In «Liebe ist unberechenbar» wird nicht ein einziges Mal getanzt, ja es steht nicht einmal eine junge Frau zwischen zwei Männern. Warum noch einmal wird «The Dashing White Sergeant» als Vorlage genannt? Niemand weiß es, es ist aber auch egal, denn es geht um schöne Menschen und die Liebe, die sie am Ende finden werden. Das ist kein Spoiler, das ist ein Gesetz der Rosamunde Pilcher. Es gibt kein Unhappy Ending. Der Weg ist vielmehr das Ziel und den ersten Schritt auf diesem Weg legt Dr. Mary Cameron zurück. Die Mathematikerin sucht über eine Dating App einen Mann fürs Leben, doch was sich da an Dating-Material ergibt, ist eine einzige Katastrophe. Wutentbrannt sucht sie die (natürlich zufällig in Cornwall) beheimatete Dating-Agentur auf, die die App betreibt - und bekommt stante pede einen Job angeboten.

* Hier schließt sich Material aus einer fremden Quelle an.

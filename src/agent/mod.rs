//! Turn Orchestrator
//!
//! One turn walks a fixed phase sequence:
//!
//! ```text
//! Started ──► IntentResolved ──► QueriesExecuted ──► Answered
//!    │               │                                  ▲
//!    └───────────────┴──────── (no queries needed) ─────┘
//! ```
//!
//! Each phase has one handler returning the next phase. Entering `Answered`
//! composes the answer; the history is then extended and compacted. A
//! collaborator failure (model quota, unparseable output) abandons the turn
//! with an apology and leaves the stored history untouched.

use crate::classifier::{InteractionClassifier, InteractionType};
use crate::composer::AnswerComposer;
use crate::config::{EngineConfig, Settings};
use crate::error::OrchestrationError;
use crate::execution::QueryExecutionLoop;
use crate::gemini::GeminiClient;
use crate::glossary::{GlossaryStore, JsonGlossaryFile, TermOutcome, TermResolver};
use crate::intent::IntentResolver;
use crate::llm::{invoke_structured, LanguageModel, PromptKind, RouteDecision, RouteStep};
use crate::memory::{ContextConfig, ConversationHistory, MemoryManager};
use crate::models::{DataPath, Phase, Scenario, TurnOutput, TurnState, UnavailableReason};
use crate::schema::{FileSchemaProvider, SchemaProvider};
use crate::session::{InMemorySessionStore, PgSessionStore, SessionStore};
use crate::sql::{PgSqlEngine, SqlEngine};
use crate::Result;
use serde_json::json;
use std::collections::HashMap;
use std::sync::Arc;
use tokio::sync::Mutex;
use tracing::{debug, info, warn};
use uuid::Uuid;

pub const APOLOGY: &str =
    "I'm sorry, I couldn't complete this request right now. Please try again in a moment.";

/// Output of a turn plus the history the session should continue with
#[derive(Debug, Clone)]
pub struct TurnReply {
    pub output: TurnOutput,
    pub history: ConversationHistory,
}

pub struct TurnOrchestrator {
    glossary: Arc<GlossaryStore>,
    model: Arc<dyn LanguageModel>,
    engine: Arc<dyn SqlEngine>,
    schema: Arc<dyn SchemaProvider>,
    sessions: Arc<dyn SessionStore>,
    config: EngineConfig,
    memory: MemoryManager,
    /// One turn at a time per session
    session_locks: Mutex<HashMap<Uuid, Arc<Mutex<()>>>>,
}

impl TurnOrchestrator {
    pub fn new(
        glossary: Arc<GlossaryStore>,
        model: Arc<dyn LanguageModel>,
        engine: Arc<dyn SqlEngine>,
        schema: Arc<dyn SchemaProvider>,
        sessions: Arc<dyn SessionStore>,
        config: EngineConfig,
    ) -> Self {
        let memory = MemoryManager::new(ContextConfig::from(&config));
        Self {
            glossary,
            model,
            engine,
            schema,
            sessions,
            config,
            memory,
            session_locks: Mutex::new(HashMap::new()),
        }
    }

    /// Wire the production collaborators: Gemini, Postgres, file-backed
    /// glossary and schema. Sessions live in Postgres when `persist_sessions`
    /// is set, in process memory otherwise.
    pub fn from_settings(settings: &Settings, persist_sessions: bool) -> Result<Self> {
        let glossary = GlossaryStore::load(&JsonGlossaryFile::new(settings.glossary_path.clone()))?;
        let schema = FileSchemaProvider::load(&settings.schema_path)?;
        let model = GeminiClient::new(settings.gemini_api_key.clone(), &settings.gemini_model)?;
        let engine = PgSqlEngine::connect_lazy(&settings.database_url)?;

        let sessions: Arc<dyn SessionStore> = if persist_sessions {
            Arc::new(PgSessionStore::new(engine.pool().clone()))
        } else {
            Arc::new(InMemorySessionStore::new())
        };

        Ok(Self::new(
            Arc::new(glossary),
            Arc::new(model),
            Arc::new(engine),
            Arc::new(schema),
            sessions,
            settings.engine.clone(),
        ))
    }

    pub fn glossary(&self) -> &GlossaryStore {
        &self.glossary
    }

    /// Load the session, answer, and persist the new history. Turns of the
    /// same session are serialized from load to save.
    pub async fn handle_turn(&self, session_id: Uuid, question: &str) -> Result<TurnOutput> {
        let lock = self.session_lock(session_id).await;
        let _turn = lock.lock().await;

        let history = self.sessions.load(session_id).await?;
        let reply = self.answer(question, history).await?;

        if !reply.output.aborted {
            self.sessions.save(&reply.history).await?;
        }
        Ok(reply.output)
    }

    async fn session_lock(&self, session_id: Uuid) -> Arc<Mutex<()>> {
        let mut locks = self.session_locks.lock().await;
        // drop locks no turn is holding or waiting on
        locks.retain(|_, lock| Arc::strong_count(lock) > 1);
        locks.entry(session_id).or_default().clone()
    }

    /// Run one turn against `history`.
    ///
    /// Aborting errors become an apology reply carrying the original
    /// history; any other error is returned.
    pub async fn answer(&self, question: &str, history: ConversationHistory) -> Result<TurnReply> {
        info!(session_id = %history.session_id, question = %question, "Turn started");

        let mut state = TurnState::new(question.trim(), history.clone());
        match self.run(&mut state).await {
            Ok(answer) => Ok(self.finish(state, answer).await),
            Err(e) if e.aborts_turn() => {
                warn!(
                    error = %e,
                    phase = %state.phase,
                    scenario = %state.scenario,
                    "Turn aborted"
                );
                Ok(TurnReply {
                    output: TurnOutput {
                        scenario: state.scenario,
                        answer: APOLOGY.to_string(),
                        transparency_notes: Vec::new(),
                        follow_ups: Vec::new(),
                        aborted: true,
                    },
                    history,
                })
            }
            Err(e) => Err(e),
        }
    }

    /// Drive the phase handlers until the answer is composed
    async fn run(&self, state: &mut TurnState) -> Result<String> {
        loop {
            let next = match state.phase {
                Phase::Started => self.on_started(state).await?,
                Phase::IntentResolved => self.on_intent_resolved(state).await?,
                Phase::QueriesExecuted => self.on_queries_executed(state),
                Phase::Answered => {
                    return Err(OrchestrationError::InvalidPhaseTransition {
                        from: Phase::Answered.to_string(),
                        to: Phase::Answered.to_string(),
                    })
                }
            };

            info!(from = %state.phase, to = %next, scenario = %state.scenario, "Phase transition");

            if next == Phase::Answered {
                let context = self.schema_context(state);
                let answer = AnswerComposer::new(self.model.as_ref(), &self.config)
                    .compose(state, &context)
                    .await?;
                state.phase.advance(next)?;
                return Ok(answer);
            }
            state.phase.advance(next)?;
        }
    }

    /// Decide between conversation, unavailability and analysis
    async fn on_started(&self, state: &mut TurnState) -> Result<Phase> {
        if InteractionClassifier::classify(&state.question) == InteractionType::Pleasantry {
            debug!("Pleasantry, answering conversationally");
            state.scenario = Scenario::Conversational;
            return Ok(Phase::Answered);
        }

        state.term_resolution =
            TermResolver::new(&self.glossary, self.config.fuzzy_threshold).resolve(&state.question);
        debug!(
            outcome = ?state.term_resolution.outcome,
            found = state.term_resolution.found.len(),
            "Terms resolved"
        );

        let route: RouteDecision = invoke_structured(
            self.model.as_ref(),
            PromptKind::Route,
            json!({
                "question": state.question,
                "history": state.history.formatted(),
                "schema": self.schema_context(state),
            }),
        )
        .await?;
        debug!(next_step = ?route.next_step, "Route decided");

        if route.next_step == RouteStep::Conversational {
            state.scenario = Scenario::Conversational;
            return Ok(Phase::Answered);
        }

        if matches!(state.term_resolution.outcome, TermOutcome::Unavailable { .. }) {
            state.scenario = Scenario::DataUnavailable(UnavailableReason::Exhausted);
            state.route_note = route.note;
            return Ok(Phase::Answered);
        }

        if route.next_step == RouteStep::DataUnavailable && !state.term_resolution.has_data_path() {
            state.scenario = Scenario::DataUnavailable(UnavailableReason::NotInSchema);
            state.route_note = route.note;
            return Ok(Phase::Answered);
        }

        let notes = state.term_resolution.notes.clone();
        state.transparency_notes.extend(notes);

        IntentResolver::new(self.model.as_ref(), &self.config)
            .resolve(state, &self.schema.describe())
            .await?;
        Ok(Phase::IntentResolved)
    }

    /// Ambiguity goes straight to the answer; anything else runs queries
    async fn on_intent_resolved(&self, state: &mut TurnState) -> Result<Phase> {
        if state.scenario.is_ambiguous() {
            return Ok(Phase::Answered);
        }

        let context = self.schema_context(state);
        QueryExecutionLoop::new(
            self.model.as_ref(),
            self.engine.as_ref(),
            self.schema.as_ref(),
            &self.config,
        )
        .run(state, &context)
        .await?;
        Ok(Phase::QueriesExecuted)
    }

    fn on_queries_executed(&self, state: &mut TurnState) -> Phase {
        state.scenario = Scenario::DirectData(if state.term_resolution.is_substituted() {
            DataPath::Substituted
        } else {
            DataPath::Direct
        });
        Phase::Answered
    }

    /// Record the turn, compact memory and build the output
    async fn finish(&self, mut state: TurnState, answer: String) -> TurnReply {
        state.history.push_turn(state.question.clone(), answer.clone());
        let compacted = self
            .memory
            .compact(self.model.as_ref(), &mut state.history)
            .await;

        info!(
            scenario = %state.scenario,
            queries = state.queries.len(),
            compacted,
            history_tokens = state.history.total_tokens(),
            "Turn answered"
        );

        TurnReply {
            output: TurnOutput {
                scenario: state.scenario,
                answer,
                transparency_notes: state.transparency_notes.to_vec(),
                follow_ups: state.follow_ups,
                aborted: false,
            },
            history: state.history,
        }
    }

    fn schema_context(&self, state: &TurnState) -> String {
        format!(
            "{}{}",
            self.schema.describe(),
            state.term_resolution.key_terms_context()
        )
    }
}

Als Mathematikerin ist sie davon überzeugt, dass es immer einen idealen Treffer (ein so genanntes Match) gibt und die besagte Dating-App einfach mies programmiert ist. Ihr Auftreten imponiert den Agenturgründer Jamie, und so bietet der ihr die Ressourcen an, die sie benötigt, um den perfekten Algorithmus zu programmieren.
Einige Monate später ist es dann tatsächlich soweit und in einem Testlauf findet ihr Algorithmus ein erstes perfektes Match: Die Studentin Amanda (die lieber eine erfolgreiche Influencerin wäre) und der nerdige Zach müssten eigentlich perfekt zusammenpassen. Dass sich die beiden bislang noch nicht einmal begegnet sind – ist eine Petitesse, die man gerne ignorieren darf. Der Algorithmus kann sich schließlich nicht irren. Um das zu beweisen, werden Zach und Amanda in ein Cottage aufs Land eingeladen, wo sie sich kennenlernen (und ineinander verlieben) sollen – begleitet von Mary und dem Dokumentarfilmer Paul. Womit die Probleme anfangen. Mary hat Paul bei einem Blind Date versehentlich für ihr Date gehalten (was er aber nicht war) und ihn, vorsichtig ausgedrückt, nicht gerade freundlich für seine vermeintliche Unpünktlichkeit zurechtgewiesen. Das Problem, mit dem die stets korrekte, perfektionistische Mary nicht klarkommt: Paul findet diese Geschichte witzig. Wäre er wütend oder abweisend, damit könnte Mary klarkommen. Aber witzig?
Weniger witzig finden Amanda und Zach, dass sie füreinander ausgewählt wurden, denn auf dem Weg zum Cottage überfährt Zack Amanada um ein Haar, als diese für ihren Instagram-Kanal posiert und nicht auf den Verkehr achtet. Er kann ihr zwar ausweichen, allerdings fängt er sich einen platten Reifen ein. Er findet Amanda oberflächlich, sie ihn, nun ja, nerdig. Für den Start in eine angeblich perfekte Beziehung ist dieses Kennenlernen eher kontraproduktiv.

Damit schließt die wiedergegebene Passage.